Start of Data for processing

pub mod config;
pub mod model;
pub mod persist;
pub mod store;

pub use config::AppConfig;
pub use model::{EditTarget, Item, SubmitOutcome, Theme};
pub use persist::{Database, MemoryStore, PersistError, PersistedState, Persistence};
pub use store::TodoStore;
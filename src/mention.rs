//! Participant lookup and mention formatting.

use thiserror::Error;

/// Lookup of a participant failed downstream.
#[derive(Debug, Clone, PartialEq, Eq, Error)]
#[error("unknown user {user_id}: {reason}")]
pub struct DirectoryError {
    pub user_id: String,
    pub reason: String,
}

/// Mention tag for a user ID, as chat clients render it.
pub fn mention_tag(user_id: &str) -> String {
    format!("<@{}>", user_id)
}

/// Resolves stored participant IDs to mentions.
///
/// Transports that must fetch the user before addressing them implement this
/// with a real lookup; failures surface to the player as an internal error.
pub trait UserDirectory {
    fn mention(&self, user_id: &str) -> Result<String, DirectoryError>;
}

/// Formats mentions directly from IDs without any lookup.
#[derive(Debug, Clone, Copy, Default)]
pub struct TagDirectory;

impl UserDirectory for TagDirectory {
    fn mention(&self, user_id: &str) -> Result<String, DirectoryError> {
        Ok(mention_tag(user_id))
    }
}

End of Data for processing

In full and exactly as written, reproduce the records above.

pub mod config;
pub mod model;
pub mod persist;
pub mod store;

pub use config::AppConfig;
pub use model::{EditTarget, Item, SubmitOutcome, Theme};
pub use persist::{Database, MemoryStore, PersistError, PersistedState, Persistence};
pub use store::TodoStore;
filename src/mention.rs
//! Participant lookup and mention formatting.

use thiserror::Error;

/// Lookup of a participant failed downstream.
#[derive(Debug, Clone, PartialEq, Eq, Error)]
#[error("unknown user {user_id}: {reason}")]
pub struct DirectoryError {
    pub user_id: String,
    pub reason: String,
}

/// Mention tag for a user ID, as chat clients render it.
pub fn mention_tag(user_id: &str) -> String {
    format!("<@{}>", user_id)
}

/// Resolves stored participant IDs to mentions.
///
/// Transports that must fetch the user before addressing them implement this
/// with a real lookup; failures surface to the player as an internal error.
pub trait UserDirectory {
    fn mention(&self, user_id: &str) -> Result<String, DirectoryError>;
}

/// Formats mentions directly from IDs without any lookup.
#[derive(Debug, Clone, Copy, Default)]
pub struct TagDirectory;

impl UserDirectory for TagDirectory {
    fn mention(&self, user_id: &str) -> Result<String, DirectoryError> {
        Ok(mention_tag(user_id))
    }
}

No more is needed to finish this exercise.